Chicago’s Metra commuter rail system is sending free fare cards to residents who recently moved into its suburban service area. New Jersey Transit is touting its commuter trains and buses as a convenient ride to Manhattan’s entertainment and a more flexibly priced commuting option for the city’s stage, restaurant and hotel workers.
Many commuter rail systems have started offering discounts to less frequent commuters as an alternative to the traditional monthly pass. Some are adjusting to more flexible work schedules and targeting nonwork trips by moving rush-hour trains to all-day service. Others are trying to lure weekend customers with flat fares and free rides for children.
Metrorail ridership rebounded in recent days to 29 percent of pre-pandemic levels, after more offices reopened on Tuesday. Even so, Metro officials have predicted overall ridership on the rail and bus systems will reach just 53 percent by this summer and 75 percent by mid-2024 — with the biggest losses among long-distance commuters.
Ridership on Maryland’s MARC commuter rail bumped up to 23 percent of pre-pandemic levels as more offices reopened this month. Like other commuter rail systems, MARC has begun offering a discounted and more flexible fare pass for fewer trips. It also has experimented with a new evening express train to speed up the trip between Union Station and Baltimore.
Ridership on Virginia Railway Express hit 16 percent of pre-pandemic levels this month, its highest customer load since the pandemic began. Los Angeles’s Metrolink and Chicago’s Metra commuter rail systems are at 30 percent, according to the agencies. In New York, the Long Island Rail Road and Metro-North lines have fared better, with ridership above 50 percent. New Jersey Transit reports rail ridership at 50 percent.
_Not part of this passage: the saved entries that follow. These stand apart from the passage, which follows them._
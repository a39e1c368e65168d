use serde::{Deserialize, Serialize};
use std::fmt;

/// Fields pulled from one item's detail page.
///
/// Every field is optional in practice; a field that could not be read is an
/// empty string, never an error.
#[derive(Debug, Clone, Default, Serialize, Deserialize, PartialEq)]
pub struct ProductRecord {
    pub phone: String,
    pub seller_name: String,
    pub product_name: String,
    pub city: String,
    pub state: String,
    pub price: String,
    pub description: String,
    pub category: String,
    pub sub_category: String,
    pub link: String,
}

/// Dedup key of an item: the source URL of its primary image.
#[derive(Debug, Clone, PartialEq, Eq, Hash, Serialize, Deserialize)]
pub struct Fingerprint(String);

impl Fingerprint {
    /// `None` for a blank source, which cannot identify an item.
    pub fn new(source: impl Into<String>) -> Option<Self> {
        let source = source.into();
        let trimmed = source.trim();
        if trimmed.is_empty() {
            None
        } else {
            Some(Self(trimmed.to_string()))
        }
    }

    pub fn as_str(&self) -> &str {
        &self.0
    }
}

impl fmt::Display for Fingerprint {
    fn fmt(&self, f: &mut fmt::Formatter<'_>) -> fmt::Result {
        f.write_str(&self.0)
    }
}
use async_trait::async_trait;
use serde_json::{Map, Value};
use std::time::Duration;

use crate::browser::locator::{KeyChord, Locator, WaitCondition, WindowHandle};
use crate::error::Result;

/// One live browser-automation session.
///
/// Elements are always addressed as `(locator, index)` and resolved inside each
/// call, so no element reference outlives a single operation. Callers recover
/// from a [`CrawlError::StaleElement`](crate::error::CrawlError::StaleElement)
/// by simply repeating the call.
#[async_trait]
pub trait BrowserSession: Send + Sync {
    async fn navigate(&self, url: &str) -> Result<()>;

    async fn back(&self) -> Result<()>;

    async fn reload(&self) -> Result<()>;

    async fn page_source(&self) -> Result<String>;

    async fn current_url(&self) -> Result<String>;

    /// Number of elements currently matching `locator`.
    async fn count(&self, locator: &Locator) -> Result<usize>;

    /// Wait until at least one element matches and return how many do.
    async fn wait_for_all(&self, locator: &Locator, timeout: Duration) -> Result<usize>;

    /// Wait until the first element matching `locator` satisfies `condition`.
    async fn wait_for(
        &self,
        locator: &Locator,
        condition: WaitCondition,
        timeout: Duration,
    ) -> Result<()>;

    async fn text(&self, locator: &Locator, index: usize) -> Result<String>;

    async fn texts(&self, locator: &Locator) -> Result<Vec<String>>;

    async fn attribute(
        &self,
        locator: &Locator,
        index: usize,
        name: &str,
    ) -> Result<Option<String>>;

    async fn scroll_into_view(&self, locator: &Locator, index: usize) -> Result<()>;

    async fn click(&self, locator: &Locator, index: usize) -> Result<()>;

    /// Click through a script call, bypassing overlapping elements.
    async fn js_click(&self, locator: &Locator, index: usize) -> Result<()>;

    /// Focus the element and insert `text` at the caret.
    async fn type_text(&self, locator: &Locator, index: usize, text: &str) -> Result<()>;

    /// Dispatch a key chord to the focused element.
    async fn press(&self, chord: KeyChord) -> Result<()>;

    async fn scroll_by(&self, dy: i64) -> Result<()>;

    /// Scroll to the bottom until the document height stops growing.
    async fn scroll_to_end(&self, pause: Duration) -> Result<()>;

    async fn window_handles(&self) -> Result<Vec<WindowHandle>>;

    async fn current_window(&self) -> Result<WindowHandle>;

    async fn switch_to(&self, handle: &WindowHandle) -> Result<()>;

    /// Close the current tab. The caller must switch to another handle afterwards.
    async fn close_window(&self) -> Result<()>;

    /// Inject one cookie. Keys are the cookie-file keys (`name`, `value`, `domain`, ...).
    async fn add_cookie(&self, cookie: &Map<String, Value>) -> Result<()>;

    async fn quit(&self) -> Result<()>;
}
/// Split a raw `"<state-phrase> - <city-phrase>"` location label.
///
/// `state_prefix` and `city_prefix` are the fixed label tokens the site puts in
/// front of each part (for example `استان` and `شهر`). Returns `None` unless
/// the text holds exactly one separator.
pub fn parse_location(
    raw: &str,
    state_prefix: &str,
    city_prefix: &str,
) -> Option<(String, String)> {
    let mut parts = raw.split('-');
    let state = parts.next()?;
    let city = parts.next()?;
    if parts.next().is_some() {
        return None;
    }

    Some((strip_label(state, state_prefix), strip_label(city, city_prefix)))
}

fn strip_label(part: &str, prefix: &str) -> String {
    let part = part.trim();
    let part = if prefix.is_empty() {
        part
    } else {
        part.strip_prefix(prefix).unwrap_or(part)
    };
    part.trim().to_string()
}
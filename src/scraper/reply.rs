use std::sync::Arc;
use tokio::time::sleep;

use crate::browser::{BrowserSession, KeyChord, WaitCondition};
use crate::config::{Selectors, Timing};
use crate::error::Result;
use crate::storage::{Event, EventLog, EventStatus};

/// Posts generated text into the seller chat of the current detail page.
pub struct ReplyActor {
    session: Arc<dyn BrowserSession>,
    selectors: Selectors,
    timing: Timing,
    log: EventLog,
}

impl ReplyActor {
    pub fn new(
        session: Arc<dyn BrowserSession>,
        selectors: Selectors,
        timing: Timing,
        log: EventLog,
    ) -> Self {
        Self {
            session,
            selectors,
            timing,
            log,
        }
    }

    /// Open the chat, type `text` and submit it. Failures are logged, never raised.
    pub async fn reply(&self, text: &str) -> bool {
        match self.send(text).await {
            Ok(()) => {
                self.log.record(Event::new("send_message", EventStatus::Success));
                true
            }
            Err(e) => {
                self.log.record(Event::new("send_message", EventStatus::Fail).message(e));
                false
            }
        }
    }

    async fn send(&self, text: &str) -> Result<()> {
        let button = &self.selectors.chat_button;
        self.session.wait_for(button, WaitCondition::Clickable, self.timing.chat_wait).await?;
        self.session.scroll_into_view(button, 0).await?;
        self.session.js_click(button, 0).await?;
        sleep(self.timing.after_chat_open).await;
        self.log.record(Event::new("click_chat_button", EventStatus::Success));

        let chat_box = &self.selectors.chat_box;
        self.session.wait_for(chat_box, WaitCondition::Present, self.timing.chat_wait).await?;
        self.session.click(chat_box, 0).await?;
        self.log.record(Event::new("click_chat_box", EventStatus::Success));

        let lines: Vec<&str> = text.split('\n').collect();
        for (i, line) in lines.iter().enumerate() {
            self.session.type_text(chat_box, 0, line).await?;
            if i + 1 < lines.len() {
                self.session.press(KeyChord::ShiftEnter).await?;
            }
        }
        self.session.press(KeyChord::Enter).await?;

        sleep(self.timing.after_send).await;
        Ok(())
    }
}
use std::ops::Range;

/// Indices newly revealed by the latest listing query.
///
/// `previous` is the item count after the last batch, `current` the fresh
/// count. Pagination ends as soon as a query reveals nothing new.
pub fn next_batch(previous: usize, current: usize) -> Option<Range<usize>> {
    if current > previous {
        Some(previous..current)
    } else {
        None
    }
}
Ensuring the viability of long-distance trains and buses is critical, industry experts say, because like all mass transit systems, their operations rely on public subsidies. The less ridership revenue, the more government must make up the difference without service cuts. In addition to providing a public service, officials say, long-distance transit helps reduce traffic congestion and vehicle emissions while attracting and focusing growth around stations.
The new service is noticeably busy in the mid-afternoons, probably because it now serves 7 a.m. to 3 p.m. work schedules common in health-care and construction jobs, Poftak said. He said two years of teleworking also seem to have left commuters with newfound flexibility to leave the office early, such as to pick up children, before finishing the workday at home. Running trains throughout the day entices passengers who previously might have worried about getting home quickly for a midday emergency, he said.
However, officials for both VRE and MARC say they can expand service only if Amtrak and the freight railroads that own the track their commuter trains run on grant them more space. That would require funding to add more track and other capacity, officials said. VRE is pursuing new weekend service and additional weekday trains, but MARC officials say they can’t expand anytime soon because of capacity constraints.
Transit officials in Washington and across the country say they are hopeful a resurgence in traffic congestion, as miserable as it is, will help woo back riders lost to driving. Many major metro areas, including the D.C. region, are reporting traffic congestion approaching pre-pandemic levels and, in some case, are surpassing them.
That feeling resonates with Herndon resident Nelson Richardson, 35, who said he has driven to his IT job at the Capitol throughout the pandemic only when he needed the flexibility for child care. But he mostly has stuck with VRE or Metro, opting for the solitude of the train over an increasingly jammed Interstate 66.
Kettle, its chief executive, said he is eyeing residents who moved farther out for more affordable space during the pandemic and took on a longer commute, even if it’s less often. He said he hopes the return of Southern California’s stifling traffic congestion will help make the case for riding rail.
Experts say the extent to which many systems recover — and how long it takes — will depend on unknown factors, such as whether another variant emerges, how long employers permit hybrid schedules and how comfortable passengers feel riding long distances in enclosed spaces. Another big question: how much two years of working from home has dampened some long-distance workers’ willingness to schlep to and from an office, even a few days a week.